There are many articles outlining the right questions to ask about finding the right school to thrive in. Instead, I’d like to zoom out from thinking about school readiness at age 4 or 5 and focus on early childhood development and the stages prior to school. To do this effectively requires a closer look at the ‘Ready families’ part of the equation. Child development takes place from birth. Children’s first and most important teachers are their parents.

Infants start out as capable beings ready to participate in life. For example, a 2-month-old may gaze out of a window mesmerised by trees. This is the start of initiating activities, developing interests and building attentional capacity. We can start many of the skills required to have children ready for school prior to 4 and as young as a newborn.

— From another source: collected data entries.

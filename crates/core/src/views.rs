//! Partial structural views over resource documents.
//!
//! Each view exposes only the fields a query reads for one family of kinds.
//! Accessors return `None` when the field is absent instead of guessing.

use serde_json::{Map, Value};

use crate::ResourceObject;

/// Workload kinds that carry a pod template.
#[derive(Debug, Clone, Copy, PartialEq, Eq)]
pub enum WorkloadKind {
    Deployment,
    StatefulSet,
    DaemonSet,
    Job,
    CronJob,
}

impl WorkloadKind {
    pub fn from_kind(kind: &str) -> Option<Self> {
        match kind {
            "Deployment" => Some(WorkloadKind::Deployment),
            "StatefulSet" => Some(WorkloadKind::StatefulSet),
            "DaemonSet" => Some(WorkloadKind::DaemonSet),
            "Job" => Some(WorkloadKind::Job),
            "CronJob" => Some(WorkloadKind::CronJob),
            _ => None,
        }
    }

    pub fn as_str(&self) -> &'static str {
        match self {
            WorkloadKind::Deployment => "Deployment",
            WorkloadKind::StatefulSet => "StatefulSet",
            WorkloadKind::DaemonSet => "DaemonSet",
            WorkloadKind::Job => "Job",
            WorkloadKind::CronJob => "CronJob",
        }
    }

    fn template_pointer(&self) -> &'static str {
        match self {
            WorkloadKind::CronJob => "/spec/jobTemplate/spec/template",
            _ => "/spec/template",
        }
    }
}

/// Pod template of a workload object.
#[derive(Debug, Clone, Copy)]
pub struct WorkloadView<'a> {
    object: &'a ResourceObject,
    kind: WorkloadKind,
}

impl<'a> WorkloadView<'a> {
    /// `None` when the object's kind is not a known workload.
    pub fn of(object: &'a ResourceObject) -> Option<Self> {
        let kind = WorkloadKind::from_kind(object.kind()?)?;
        Some(Self { object, kind })
    }

    pub fn kind(&self) -> WorkloadKind { self.kind }
    pub fn name(&self) -> Option<&'a str> { self.object.name() }
    pub fn namespace(&self) -> Option<&'a str> { self.object.namespace() }

    pub fn pod_template(&self) -> Option<&'a Value> { self.object.pointer(self.kind.template_pointer()) }

    pub fn template_metadata(&self) -> Option<&'a Map<String, Value>> {
        self.pod_template().and_then(|t| t.get("metadata")).and_then(|m| m.as_object())
    }

    pub fn pod_spec(&self) -> Option<&'a Value> { self.pod_template().and_then(|t| t.get("spec")) }

    /// True when the object is owned by another (e.g. a Job created by a CronJob).
    pub fn has_owner(&self) -> bool { self.object.owner_references().is_some() }
}

/// Containers of a pod spec (the `spec` of a PodSpec document).
#[derive(Debug, Clone, Copy)]
pub struct PodSpecView<'a> {
    spec: Option<&'a Value>,
}

impl<'a> PodSpecView<'a> {
    pub fn of(object: &'a ResourceObject) -> Self { Self { spec: object.get("spec") } }

    pub fn containers(&self) -> Option<&'a [Value]> { self.array("containers") }
    pub fn init_containers(&self) -> Option<&'a [Value]> { self.array("initContainers") }

    fn array(&self, key: &str) -> Option<&'a [Value]> {
        self.spec.and_then(|s| s.get(key)).and_then(|v| v.as_array()).map(|v| v.as_slice())
    }
}

/// Container name, if set.
pub fn container_name(container: &Value) -> Option<&str> { container.get("name").and_then(|v| v.as_str()) }

/// Bitnami SealedSecret.
#[derive(Debug, Clone, Copy)]
pub struct SealedSecretView<'a> {
    object: &'a ResourceObject,
}

impl<'a> SealedSecretView<'a> {
    pub fn of(object: &'a ResourceObject) -> Self { Self { object } }

    pub fn metadata(&self) -> Option<&'a Map<String, Value>> { self.object.metadata() }

    pub fn encrypted_data(&self) -> Option<&'a Map<String, Value>> {
        self.object.pointer("/spec/encryptedData").and_then(|v| v.as_object())
    }
}
//! Keel query engine: combinator AST, shortcut registry and evaluator.
//!
//! Trees are built with the functions in [`ast`], may reference named
//! templates held by a [`ShortcutRegistry`], and are evaluated against any
//! [`keel_registry::RegistryQueryExecutor`] by an [`Evaluator`].

#![forbid(unsafe_code)]

pub mod ast;
pub mod error;
pub mod evaluator;
pub mod library;
pub mod shortcut;

pub use ast::QueryNode;
pub use error::{QueryError, QueryResult};
pub use evaluator::Evaluator;
pub use shortcut::{ShortcutDefinition, ShortcutRegistry};
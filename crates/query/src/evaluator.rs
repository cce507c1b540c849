//! Depth-first evaluation of a [`QueryNode`] against one registry.

use std::time::Instant;

use keel_core::Manifest;
use keel_registry::RegistryQueryExecutor;
use metrics::histogram;
use rustc_hash::FxHashSet;
use tracing::{debug, info, trace};

use crate::ast::QueryNode;
use crate::error::{QueryError, QueryResult};
use crate::shortcut::ShortcutRegistry;

/// Evaluates query trees. Children of `Union`/`First` run strictly in order and
/// nothing is cached between sibling branches.
pub struct Evaluator<'a, R: ?Sized> {
    registry: &'a R,
    shortcuts: &'a ShortcutRegistry,
}

impl<'a, R: RegistryQueryExecutor + ?Sized> Evaluator<'a, R> {
    pub fn new(registry: &'a R, shortcuts: &'a ShortcutRegistry) -> Self { Self { registry, shortcuts } }

    pub fn evaluate(&self, node: &QueryNode) -> QueryResult<Vec<Manifest>> {
        let started = Instant::now();
        let mut path = Vec::new();
        let out = self.eval(node, &mut path);
        let took_ms = started.elapsed().as_secs_f64() * 1000.0;
        histogram!("query_eval_ms", took_ms);
        match &out {
            Ok(items) => info!(root = node.node_kind(), count = items.len(), took_ms, "query evaluated"),
            Err(e) => info!(root = node.node_kind(), error = %e, took_ms, "query failed"),
        }
        out
    }

    pub fn evaluate_shortcut(&self, name: &str, args: &[String]) -> QueryResult<Vec<Manifest>> {
        self.evaluate(&QueryNode::Shortcut { name: name.to_string(), args: args.to_vec() })
    }

    /// `path` holds the shortcut names currently being expanded.
    fn eval(&self, node: &QueryNode, path: &mut Vec<String>) -> QueryResult<Vec<Manifest>> {
        trace!(node = node.node_kind(), depth = path.len(), "eval");
        match node {
            QueryNode::Leaf(options) => {
                if options.target()?.is_none() {
                    debug!("leaf without kind; empty");
                    return Ok(Vec::new());
                }
                Ok(self.registry.query(options)?)
            }
            QueryNode::Union(children) => {
                let mut seen = FxHashSet::default();
                let mut out = Vec::new();
                for child in children {
                    for m in self.eval(child, path)? {
                        if seen.insert(m.id()) { out.push(m); }
                    }
                }
                Ok(out)
            }
            QueryNode::Transform { source, map } => {
                let input = self.eval(source, path)?;
                let mut out = Vec::with_capacity(input.len());
                for m in input.iter() {
                    let derived = map(m).map_err(|source| QueryError::Mapper { stage: "transform", source })?;
                    out.push(Manifest::derived(derived, m));
                }
                Ok(out)
            }
            QueryNode::TransformMany { source, map } => {
                let input = self.eval(source, path)?;
                let mut out = Vec::new();
                for m in input.iter() {
                    let derived = map(m).map_err(|source| QueryError::Mapper { stage: "transform_many", source })?;
                    out.extend(derived.into_iter().map(|o| Manifest::derived(o, m)));
                }
                Ok(out)
            }
            QueryNode::Filter { source, predicate } => {
                let input = self.eval(source, path)?;
                let mut out = Vec::with_capacity(input.len());
                for m in input {
                    if predicate(&m).map_err(|source| QueryError::Mapper { stage: "filter", source })? {
                        out.push(m);
                    }
                }
                Ok(out)
            }
            QueryNode::First(children) => {
                for (i, child) in children.iter().enumerate() {
                    let items = self.eval(child, path)?;
                    if !items.is_empty() {
                        debug!(branch = i, count = items.len(), "first: branch selected");
                        return Ok(items);
                    }
                }
                Ok(Vec::new())
            }
            QueryNode::Shortcut { name, args } => {
                if path.iter().any(|p| p == name) {
                    let mut chain = path.clone();
                    chain.push(name.clone());
                    return Err(QueryError::CyclicShortcut(chain));
                }
                let expanded = self.shortcuts.resolve(name, args)?;
                debug!(shortcut = %name, args = ?args, "shortcut expanded");
                path.push(name.clone());
                let out = self.eval(&expanded, path);
                path.pop();
                out
            }
        }
    }
}
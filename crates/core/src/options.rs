//! Leaf query options and label matchers.

use std::collections::BTreeSet;
use std::fmt;

use serde::Serialize;
use smallvec::SmallVec;

/// API group addressed by a leaf query. The empty group name is the core group.
#[derive(Debug, Clone, PartialEq, Eq, Hash, PartialOrd, Ord, Serialize)]
pub enum ApiGroup {
    Core,
    Named(String),
}

impl ApiGroup {
    pub fn from_name(name: &str) -> Self {
        if name.is_empty() { ApiGroup::Core } else { ApiGroup::Named(name.to_string()) }
    }

    /// Group name as used by discovery; `None` for the core group.
    pub fn name(&self) -> Option<&str> {
        match self {
            ApiGroup::Core => None,
            ApiGroup::Named(n) => Some(n.as_str()),
        }
    }
}

impl fmt::Display for ApiGroup {
    fn fmt(&self, f: &mut fmt::Formatter<'_>) -> fmt::Result {
        match self {
            ApiGroup::Core => f.write_str("(core)"),
            ApiGroup::Named(n) => f.write_str(n),
        }
    }
}

/// Authoring defect in a leaf query.
#[derive(Debug, Clone, PartialEq, Eq, thiserror::Error)]
pub enum ConfigurationError {
    #[error("api group is not specified for kind {}", .kind.as_deref().unwrap_or("(none)"))]
    MissingApiGroup { kind: Option<String> },
}

/// Predicate over the value of one label key.
#[derive(Debug, Clone, PartialEq, Eq, Serialize)]
pub enum LabelMatcher {
    Equals(String),
    NotEquals(String),
    Exists,
    DoesNotExist,
    In(BTreeSet<String>),
    NotIn(BTreeSet<String>),
}

impl LabelMatcher {
    /// `value` is the label value on the object, `None` when the key is absent.
    pub fn matches(&self, value: Option<&str>) -> bool {
        match self {
            LabelMatcher::Equals(want) => value == Some(want.as_str()),
            LabelMatcher::NotEquals(want) => value != Some(want.as_str()),
            LabelMatcher::Exists => value.is_some(),
            LabelMatcher::DoesNotExist => value.is_none(),
            LabelMatcher::In(set) => value.map(|v| set.contains(v)).unwrap_or(false),
            LabelMatcher::NotIn(set) => value.map(|v| !set.contains(v)).unwrap_or(true),
        }
    }
}

impl From<&str> for LabelMatcher {
    fn from(v: &str) -> Self { LabelMatcher::Equals(v.to_string()) }
}

impl From<String> for LabelMatcher {
    fn from(v: String) -> Self { LabelMatcher::Equals(v) }
}

/// Conjunctive label filters, keyed by label name.
pub type LabelFilters = SmallVec<[(String, LabelMatcher); 4]>;

/// Options addressed to a registry by a leaf query.
#[derive(Debug, Clone, Default, PartialEq, Eq, Serialize)]
pub struct QueryOptions {
    pub api_group: Option<ApiGroup>,
    pub version: Option<String>,
    pub kind: Option<String>,
    pub namespace: Option<String>,
    /// Names in insertion order; repeats are ignored by registries. Empty means "no name filter".
    pub name_filters: Vec<String>,
    /// Empty means "no label filter".
    pub label_filters: LabelFilters,
}

/// Validated addressing part of a [`QueryOptions`].
#[derive(Debug, Clone, Copy, PartialEq, Eq)]
pub struct QueryTarget<'a> {
    pub api_group: &'a ApiGroup,
    pub version: Option<&'a str>,
    pub kind: &'a str,
    pub namespace: Option<&'a str>,
}

impl QueryOptions {
    /// Validate the options. `Ok(None)` is the vacuous query (no kind).
    pub fn target(&self) -> Result<Option<QueryTarget<'_>>, ConfigurationError> {
        let api_group = self
            .api_group
            .as_ref()
            .ok_or_else(|| ConfigurationError::MissingApiGroup { kind: self.kind.clone() })?;
        let kind = match self.kind.as_deref() {
            Some(k) if !k.is_empty() => k,
            _ => return Ok(None),
        };
        Ok(Some(QueryTarget {
            api_group,
            version: self.version.as_deref().filter(|v| !v.is_empty()),
            kind,
            namespace: self.namespace.as_deref(),
        }))
    }

    pub fn add_name(&mut self, name: impl Into<String>) {
        let name = name.into();
        if !self.name_filters.contains(&name) { self.name_filters.push(name); }
    }

    pub fn add_label(&mut self, key: impl Into<String>, matcher: LabelMatcher) {
        self.label_filters.push((key.into(), matcher));
    }

    /// Name filters with duplicates removed, first occurrence kept.
    pub fn distinct_names(&self) -> Vec<&str> {
        let mut seen = BTreeSet::new();
        self.name_filters.iter().map(String::as_str).filter(|n| seen.insert(*n)).collect()
    }
}

impl fmt::Display for QueryTarget<'_> {
    fn fmt(&self, f: &mut fmt::Formatter<'_>) -> fmt::Result {
        match (self.api_group.name(), self.version) {
            (Some(g), Some(v)) => write!(f, "{}/{}/{}", g, v, self.kind),
            (Some(g), None) => write!(f, "{}/*/{}", g, self.kind),
            (None, Some(v)) => write!(f, "{}/{}", v, self.kind),
            (None, None) => write!(f, "*/{}", self.kind),
        }
    }
}
//! Built-in shortcut vocabulary: pod specs, container specs and secrets.

use anyhow::{anyhow, Result};
use keel_core::views::{container_name, PodSpecView, SealedSecretView, WorkloadView};
use keel_core::{Manifest, ResourceObject};
use serde_json::{json, Map, Value};

use crate::ast::{api_group, api_version, filter, first, shortcut, transform, transform_many, union};
use crate::shortcut::ShortcutRegistry;

const NO_ARGS: [&str; 0] = [];

pub fn setup(registry: &mut ShortcutRegistry) {
    registry
        .setup("DeploymentPodSpec", || transform(api_version("apps/v1").kind("Deployment")).to(workload_pod_spec))
        .setup("StatefulSetPodSpec", || transform(api_version("apps/v1").kind("StatefulSet")).to(workload_pod_spec))
        .setup("DaemonSetPodSpec", || transform(api_version("apps/v1").kind("DaemonSet")).to(workload_pod_spec))
        .setup("JobPodSpec", || {
            // Jobs spawned by a CronJob are covered by CronJobPodSpec.
            transform(filter(api_group("batch").kind("Job")).criteria(|m| Ok(WorkloadView::of(m.object()).is_some_and(|v| !v.has_owner()))))
                .to(workload_pod_spec)
        })
        .setup("CronJobPodSpec", || transform(api_group("batch").kind("CronJob")).to(workload_pod_spec))
        .setup("PodSpec", || {
            union([
                shortcut("DeploymentPodSpec", NO_ARGS),
                shortcut("StatefulSetPodSpec", NO_ARGS),
                shortcut("DaemonSetPodSpec", NO_ARGS),
                shortcut("JobPodSpec", NO_ARGS),
                shortcut("CronJobPodSpec", NO_ARGS),
            ])
        })
        .setup("ContainerSpec", || transform_many(shortcut("PodSpec", NO_ARGS)).to(container_specs))
        .setup_with("Secret", 1, |args| {
            first([
                api_version("v1").kind("Secret").name(&args[0]).build(),
                transform(api_group("bitnami.com").kind("SealedSecret").name(&args[0])).to(sealed_secret_as_secret),
            ])
        });
}

fn document(kind: &str, metadata: Map<String, Value>) -> Map<String, Value> {
    let mut doc = Map::new();
    doc.insert("apiVersion".into(), json!("v1"));
    doc.insert("kind".into(), json!(kind));
    doc.insert("metadata".into(), Value::Object(metadata));
    doc
}

/// `<Kind>-<name>` PodSpec carrying the pod template metadata and the workload's namespace.
fn workload_pod_spec(item: &Manifest) -> Result<ResourceObject> {
    let view = WorkloadView::of(item.object()).ok_or_else(|| anyhow!("{} has no pod template", item.id()))?;
    let mut metadata = view.template_metadata().cloned().unwrap_or_default();
    metadata.insert("name".into(), json!(format!("{}-{}", view.kind().as_str(), view.name().unwrap_or_default())));
    if let Some(ns) = view.namespace() {
        metadata.insert("namespace".into(), json!(ns));
    }
    let mut doc = document("PodSpec", metadata);
    if let Some(spec) = view.pod_spec() {
        doc.insert("spec".into(), spec.clone());
    }
    Ok(ResourceObject::from(doc))
}

fn container_specs(item: &Manifest) -> Result<Vec<ResourceObject>> {
    let pod = PodSpecView::of(item.object());
    let pod_name = item.object().name().unwrap_or_default();
    let base = item.object().metadata().cloned().unwrap_or_default();
    let mut out = Vec::new();
    for (tag, containers) in [("Cont", pod.containers()), ("InitCont", pod.init_containers())] {
        for c in containers.unwrap_or_default() {
            let mut metadata = base.clone();
            metadata.insert("name".into(), json!(format!("{}-{}-{}", pod_name, tag, container_name(c).unwrap_or_default())));
            let mut doc = document("ContainerSpec", metadata);
            doc.insert("spec".into(), c.clone());
            out.push(ResourceObject::from(doc));
        }
    }
    Ok(out)
}

fn sealed_secret_as_secret(item: &Manifest) -> Result<ResourceObject> {
    let sealed = SealedSecretView::of(item.object());
    let mut doc = document("Secret", sealed.metadata().cloned().unwrap_or_default());
    doc.insert("data".into(), Value::Object(sealed.encrypted_data().cloned().unwrap_or_default()));
    Ok(ResourceObject::from(doc))
}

Multi-modal learning is the way we best learn and consolidate information, that is having the same information presented in different ways across different contexts. Here are some examples of activities that we can offer children to help them develop ‘school readiness’ skills before the age of 4:

Cognitive Skills:

  • Read to them every night
  • Point out numbers as you walk around the neighbourhood
  • Count everything! Count when you put food on their table (e.g. blueberries) or putting apples in a bag.
  • Expose them to the alphabet in various ways. Write letters in sand, read alphabet books, listen to the Wiggles ABC song, alphabet letters on their foam mats or magnets on the fridge are some ideas.
  • Identify colours in your surroundings. They can have a theme (e.g. when driving, red car/blue car/yellow car) or used to identify different objects (e.g. when walking, white fence, green tree, blue sky, black dog)
  • Put their name on their door and on their books and point this out to them. This will help them with recognising their name.

Emotional Skills

  • Name their feelings – from birth onwards.
  • Hear what they are feeling without rushing in to fix it all the time. It’s okay – and perfectly normal – to feel frustrated when things don’t go your way. As their caregiver, we can be with them and support them through this feeling without necessarily fixing it.
  • Show you understand what they are feeling and why. This can look like “Yes, I see you fell down. That was a big shock to you.”
  • Co-regulate with them, supporting them to find a way through it. This can take the form of breathing with them, helping squeeze their hands or just sitting with them and taking a break from the activity
  • Model working through uncomfortable feelings in an adaptive fashion. It is important for children to know those uncomfortable feelings like anger, worry and sadness are normal feelings that can be managed.

Social Skills

  • Take them out to areas where they can interact regularly with other peers
  • Enrolment in childcare in the early years have been shown to promote children’s readiness for school
  • Sit down and play with your child for at least 20 minutes every night. Teach them key social terms like “It’s my turn” with an outstretched hand or “I’m waiting” through modelling
  • Let them create and initiate their own activities as much as possible. If an activity is adult-initiated (e.g. painting), see what the child would like to do with their blank canvas and support them to engage in it adaptively.
  • Help them understand boundaries, limits and instructions. Parents can enforce this by following through on what they say. For example, if they’ve said “First we’re putting our shoes on, then we’re going outside”, the child should learn that the only way they are going outside is if they have put their shoes on.

Personal Independence

  • When the child is ready to start exploring solids, support them in being as independent as possible with spoon feeding or finger foods
  • When toddlers are confident on their feet, model walking into childcare with a bag and have them do the same. Help support them in their daily morning routine of putting their bag away and drink bottle in the trolley
  • Offer them choices of what they would like and notice the various ways children will communicate their preference. They may communicate through gaze at the item, reach, pointing or verbalising their choice.
  • When they are older (18 months onwards), help them do various chores around the house, such as helping pack away their toys, put the laundry in the machine, get a bowl from the cupboard etc.
  • Engage them in their daily routines and support them in having an active role in the process. Think about how you can change your environment to support your child for success in daily routines such as toothbrushing, getting dressed, nappy changes, meal times and nap times.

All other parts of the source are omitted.